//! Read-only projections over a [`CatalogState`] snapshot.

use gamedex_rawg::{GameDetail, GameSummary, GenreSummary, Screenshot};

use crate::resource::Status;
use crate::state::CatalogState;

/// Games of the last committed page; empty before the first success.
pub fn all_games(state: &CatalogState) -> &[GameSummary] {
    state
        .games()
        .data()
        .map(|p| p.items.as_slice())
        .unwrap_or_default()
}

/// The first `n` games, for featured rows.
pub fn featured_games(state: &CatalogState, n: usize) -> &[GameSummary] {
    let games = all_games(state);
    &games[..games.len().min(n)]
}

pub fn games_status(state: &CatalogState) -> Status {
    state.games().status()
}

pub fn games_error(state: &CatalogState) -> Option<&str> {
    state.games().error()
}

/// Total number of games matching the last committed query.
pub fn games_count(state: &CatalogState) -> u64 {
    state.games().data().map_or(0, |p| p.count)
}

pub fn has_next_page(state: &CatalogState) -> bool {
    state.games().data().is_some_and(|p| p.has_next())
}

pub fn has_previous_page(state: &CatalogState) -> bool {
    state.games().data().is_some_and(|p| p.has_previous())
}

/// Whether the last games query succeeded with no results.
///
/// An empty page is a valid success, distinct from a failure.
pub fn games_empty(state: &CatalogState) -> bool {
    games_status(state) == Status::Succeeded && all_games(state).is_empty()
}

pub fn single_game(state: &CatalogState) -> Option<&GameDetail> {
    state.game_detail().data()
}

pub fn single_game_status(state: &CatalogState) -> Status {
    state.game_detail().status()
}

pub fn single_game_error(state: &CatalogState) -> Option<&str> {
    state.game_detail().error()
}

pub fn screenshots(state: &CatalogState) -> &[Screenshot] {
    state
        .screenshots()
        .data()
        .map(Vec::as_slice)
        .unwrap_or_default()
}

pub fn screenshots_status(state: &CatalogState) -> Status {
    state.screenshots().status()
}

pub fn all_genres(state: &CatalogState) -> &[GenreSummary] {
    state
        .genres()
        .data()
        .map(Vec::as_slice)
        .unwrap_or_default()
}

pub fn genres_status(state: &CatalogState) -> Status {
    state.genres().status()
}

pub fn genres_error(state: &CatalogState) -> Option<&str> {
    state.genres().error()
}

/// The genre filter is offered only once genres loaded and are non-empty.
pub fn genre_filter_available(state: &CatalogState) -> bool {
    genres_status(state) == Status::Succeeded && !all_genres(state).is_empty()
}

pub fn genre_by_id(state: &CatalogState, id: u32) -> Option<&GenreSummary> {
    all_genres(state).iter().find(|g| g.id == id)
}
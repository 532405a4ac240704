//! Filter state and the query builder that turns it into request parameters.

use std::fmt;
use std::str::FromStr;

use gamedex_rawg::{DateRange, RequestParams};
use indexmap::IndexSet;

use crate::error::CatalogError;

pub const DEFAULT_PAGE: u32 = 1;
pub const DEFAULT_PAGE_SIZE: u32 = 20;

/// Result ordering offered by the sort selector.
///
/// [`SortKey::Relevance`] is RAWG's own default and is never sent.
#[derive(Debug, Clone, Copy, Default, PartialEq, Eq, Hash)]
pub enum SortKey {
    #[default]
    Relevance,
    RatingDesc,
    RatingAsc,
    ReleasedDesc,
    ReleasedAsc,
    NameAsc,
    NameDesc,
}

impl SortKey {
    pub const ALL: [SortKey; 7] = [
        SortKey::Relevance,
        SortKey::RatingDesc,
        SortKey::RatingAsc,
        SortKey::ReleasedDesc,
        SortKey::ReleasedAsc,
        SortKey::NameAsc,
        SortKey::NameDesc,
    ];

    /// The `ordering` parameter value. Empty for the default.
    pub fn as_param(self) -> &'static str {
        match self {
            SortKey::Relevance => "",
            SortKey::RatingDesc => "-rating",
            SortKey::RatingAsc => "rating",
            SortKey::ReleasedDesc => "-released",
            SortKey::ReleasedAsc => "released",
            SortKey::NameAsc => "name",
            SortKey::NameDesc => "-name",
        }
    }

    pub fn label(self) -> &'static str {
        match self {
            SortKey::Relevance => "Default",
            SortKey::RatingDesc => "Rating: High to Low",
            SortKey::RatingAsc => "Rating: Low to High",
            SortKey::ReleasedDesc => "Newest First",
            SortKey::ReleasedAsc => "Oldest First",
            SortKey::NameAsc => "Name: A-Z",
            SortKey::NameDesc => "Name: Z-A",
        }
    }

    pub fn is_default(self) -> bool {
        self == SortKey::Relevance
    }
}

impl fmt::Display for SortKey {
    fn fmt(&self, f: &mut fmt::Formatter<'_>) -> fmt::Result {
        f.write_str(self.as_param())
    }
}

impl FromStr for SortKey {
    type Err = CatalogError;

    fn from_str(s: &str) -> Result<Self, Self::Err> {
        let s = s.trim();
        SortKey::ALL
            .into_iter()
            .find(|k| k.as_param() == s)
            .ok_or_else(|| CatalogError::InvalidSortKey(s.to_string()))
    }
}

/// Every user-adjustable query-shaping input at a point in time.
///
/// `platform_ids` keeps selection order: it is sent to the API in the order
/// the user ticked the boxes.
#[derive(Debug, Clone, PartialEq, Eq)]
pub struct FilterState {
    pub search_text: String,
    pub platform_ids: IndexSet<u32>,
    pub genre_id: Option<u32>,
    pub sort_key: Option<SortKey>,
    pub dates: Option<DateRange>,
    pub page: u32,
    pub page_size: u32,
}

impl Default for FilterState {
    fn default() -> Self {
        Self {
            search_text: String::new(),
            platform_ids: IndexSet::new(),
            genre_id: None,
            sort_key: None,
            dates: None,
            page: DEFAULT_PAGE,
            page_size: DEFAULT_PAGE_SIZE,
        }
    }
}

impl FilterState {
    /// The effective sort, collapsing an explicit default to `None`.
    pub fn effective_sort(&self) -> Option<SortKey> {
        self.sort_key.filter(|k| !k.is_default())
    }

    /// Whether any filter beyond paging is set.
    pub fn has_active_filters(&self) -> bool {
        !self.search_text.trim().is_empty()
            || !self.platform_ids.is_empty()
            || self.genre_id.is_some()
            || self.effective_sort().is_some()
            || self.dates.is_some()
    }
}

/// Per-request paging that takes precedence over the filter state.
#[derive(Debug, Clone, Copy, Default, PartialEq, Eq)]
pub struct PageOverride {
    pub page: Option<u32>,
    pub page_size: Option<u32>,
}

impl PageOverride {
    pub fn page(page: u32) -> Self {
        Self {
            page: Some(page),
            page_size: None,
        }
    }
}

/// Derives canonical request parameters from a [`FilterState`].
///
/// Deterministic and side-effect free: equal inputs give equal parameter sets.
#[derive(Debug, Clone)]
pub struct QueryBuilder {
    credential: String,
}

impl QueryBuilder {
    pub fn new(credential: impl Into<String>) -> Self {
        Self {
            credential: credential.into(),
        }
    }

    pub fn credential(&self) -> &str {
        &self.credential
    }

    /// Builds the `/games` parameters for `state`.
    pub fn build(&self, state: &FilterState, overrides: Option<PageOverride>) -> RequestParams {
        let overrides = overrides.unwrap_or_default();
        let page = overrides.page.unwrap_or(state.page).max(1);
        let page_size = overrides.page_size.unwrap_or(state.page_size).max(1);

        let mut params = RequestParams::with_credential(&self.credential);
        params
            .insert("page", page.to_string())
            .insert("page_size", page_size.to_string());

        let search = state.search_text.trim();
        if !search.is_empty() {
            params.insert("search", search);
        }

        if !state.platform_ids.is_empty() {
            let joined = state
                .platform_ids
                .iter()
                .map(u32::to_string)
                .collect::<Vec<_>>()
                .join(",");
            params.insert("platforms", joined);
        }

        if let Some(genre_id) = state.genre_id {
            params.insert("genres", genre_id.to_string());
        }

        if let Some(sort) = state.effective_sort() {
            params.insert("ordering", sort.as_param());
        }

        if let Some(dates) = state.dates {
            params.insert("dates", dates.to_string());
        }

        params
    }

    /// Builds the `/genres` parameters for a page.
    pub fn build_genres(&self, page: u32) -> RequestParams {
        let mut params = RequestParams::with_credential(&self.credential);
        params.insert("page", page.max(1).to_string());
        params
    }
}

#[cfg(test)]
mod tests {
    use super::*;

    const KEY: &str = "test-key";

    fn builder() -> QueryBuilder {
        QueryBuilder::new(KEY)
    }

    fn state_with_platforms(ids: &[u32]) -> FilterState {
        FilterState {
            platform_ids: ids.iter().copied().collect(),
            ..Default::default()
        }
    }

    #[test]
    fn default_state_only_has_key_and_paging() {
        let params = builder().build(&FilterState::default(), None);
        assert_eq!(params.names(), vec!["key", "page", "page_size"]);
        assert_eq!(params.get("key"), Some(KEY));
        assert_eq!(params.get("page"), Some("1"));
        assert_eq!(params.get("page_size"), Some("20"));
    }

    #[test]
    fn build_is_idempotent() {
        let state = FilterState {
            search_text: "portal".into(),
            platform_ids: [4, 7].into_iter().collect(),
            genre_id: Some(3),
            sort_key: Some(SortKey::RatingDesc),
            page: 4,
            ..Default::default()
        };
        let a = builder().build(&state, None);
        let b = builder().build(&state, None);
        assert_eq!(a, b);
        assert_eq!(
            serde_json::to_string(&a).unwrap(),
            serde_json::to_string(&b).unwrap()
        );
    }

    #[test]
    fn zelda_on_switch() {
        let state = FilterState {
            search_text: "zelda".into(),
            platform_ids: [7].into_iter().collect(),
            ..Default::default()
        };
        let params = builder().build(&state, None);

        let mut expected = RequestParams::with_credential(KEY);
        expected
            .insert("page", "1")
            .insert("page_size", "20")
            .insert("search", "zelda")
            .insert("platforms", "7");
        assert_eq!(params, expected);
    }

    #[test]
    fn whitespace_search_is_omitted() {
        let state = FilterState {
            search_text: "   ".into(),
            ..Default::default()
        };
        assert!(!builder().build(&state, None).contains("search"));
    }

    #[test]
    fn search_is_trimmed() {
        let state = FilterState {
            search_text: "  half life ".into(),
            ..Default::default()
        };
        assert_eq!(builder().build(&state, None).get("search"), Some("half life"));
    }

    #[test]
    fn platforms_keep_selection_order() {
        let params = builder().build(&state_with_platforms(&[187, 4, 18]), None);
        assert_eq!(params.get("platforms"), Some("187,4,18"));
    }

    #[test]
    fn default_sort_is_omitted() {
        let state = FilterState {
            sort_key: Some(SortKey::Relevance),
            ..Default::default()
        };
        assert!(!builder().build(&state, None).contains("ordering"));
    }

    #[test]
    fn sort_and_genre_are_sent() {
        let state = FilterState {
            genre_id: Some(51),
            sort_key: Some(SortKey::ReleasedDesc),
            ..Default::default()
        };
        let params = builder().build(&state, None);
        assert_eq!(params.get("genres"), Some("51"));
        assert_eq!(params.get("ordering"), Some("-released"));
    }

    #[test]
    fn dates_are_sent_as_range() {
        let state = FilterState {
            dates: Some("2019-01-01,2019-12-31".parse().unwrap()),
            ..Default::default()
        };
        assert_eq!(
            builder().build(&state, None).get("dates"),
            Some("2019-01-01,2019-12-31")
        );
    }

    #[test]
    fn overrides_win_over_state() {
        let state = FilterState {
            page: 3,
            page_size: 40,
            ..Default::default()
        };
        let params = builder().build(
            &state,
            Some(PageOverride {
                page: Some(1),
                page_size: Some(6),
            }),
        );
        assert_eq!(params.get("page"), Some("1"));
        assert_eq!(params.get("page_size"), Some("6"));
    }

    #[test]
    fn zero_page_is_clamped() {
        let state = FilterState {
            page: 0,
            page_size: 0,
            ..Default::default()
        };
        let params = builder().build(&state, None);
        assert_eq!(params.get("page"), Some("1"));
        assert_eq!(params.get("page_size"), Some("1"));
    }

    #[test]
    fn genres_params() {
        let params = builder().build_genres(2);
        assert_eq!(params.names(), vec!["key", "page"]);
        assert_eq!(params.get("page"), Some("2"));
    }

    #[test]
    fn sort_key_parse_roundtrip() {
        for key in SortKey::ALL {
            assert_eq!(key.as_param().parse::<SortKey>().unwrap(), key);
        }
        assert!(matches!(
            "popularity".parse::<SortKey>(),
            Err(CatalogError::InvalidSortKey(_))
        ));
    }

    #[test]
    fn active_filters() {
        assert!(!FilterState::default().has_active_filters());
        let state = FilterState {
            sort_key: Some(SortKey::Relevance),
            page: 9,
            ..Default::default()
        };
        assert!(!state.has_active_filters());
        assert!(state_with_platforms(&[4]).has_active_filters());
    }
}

────────────────────────────────────────

As the answer, set down only the lines from the data above between the one holding "self.sort_key.filter(|k| !k.is_default())" and the one holding "let search = state.search_text.trim();", inclusive, exactly as they read.

- [Output for this task]
        self.sort_key.filter(|k| !k.is_default())
    }

    /// Whether any filter beyond paging is set.
    pub fn has_active_filters(&self) -> bool {
        !self.search_text.trim().is_empty()
            || !self.platform_ids.is_empty()
            || self.genre_id.is_some()
            || self.effective_sort().is_some()
            || self.dates.is_some()
    }
}

/// Per-request paging that takes precedence over the filter state.
#[derive(Debug, Clone, Copy, Default, PartialEq, Eq)]
pub struct PageOverride {
    pub page: Option<u32>,
    pub page_size: Option<u32>,
}

impl PageOverride {
    pub fn page(page: u32) -> Self {
        Self {
            page: Some(page),
            page_size: None,
        }
    }
}

/// Derives canonical request parameters from a [`FilterState`].
///
/// Deterministic and side-effect free: equal inputs give equal parameter sets.
#[derive(Debug, Clone)]
pub struct QueryBuilder {
    credential: String,
}

impl QueryBuilder {
    pub fn new(credential: impl Into<String>) -> Self {
        Self {
            credential: credential.into(),
        }
    }

    pub fn credential(&self) -> &str {
        &self.credential
    }

    /// Builds the `/games` parameters for `state`.
    pub fn build(&self, state: &FilterState, overrides: Option<PageOverride>) -> RequestParams {
        let overrides = overrides.unwrap_or_default();
        let page = overrides.page.unwrap_or(state.page).max(1);
        let page_size = overrides.page_size.unwrap_or(state.page_size).max(1);

        let mut params = RequestParams::with_credential(&self.credential);
        params
            .insert("page", page.to_string())
            .insert("page_size", page_size.to_string());

        let search = state.search_text.trim();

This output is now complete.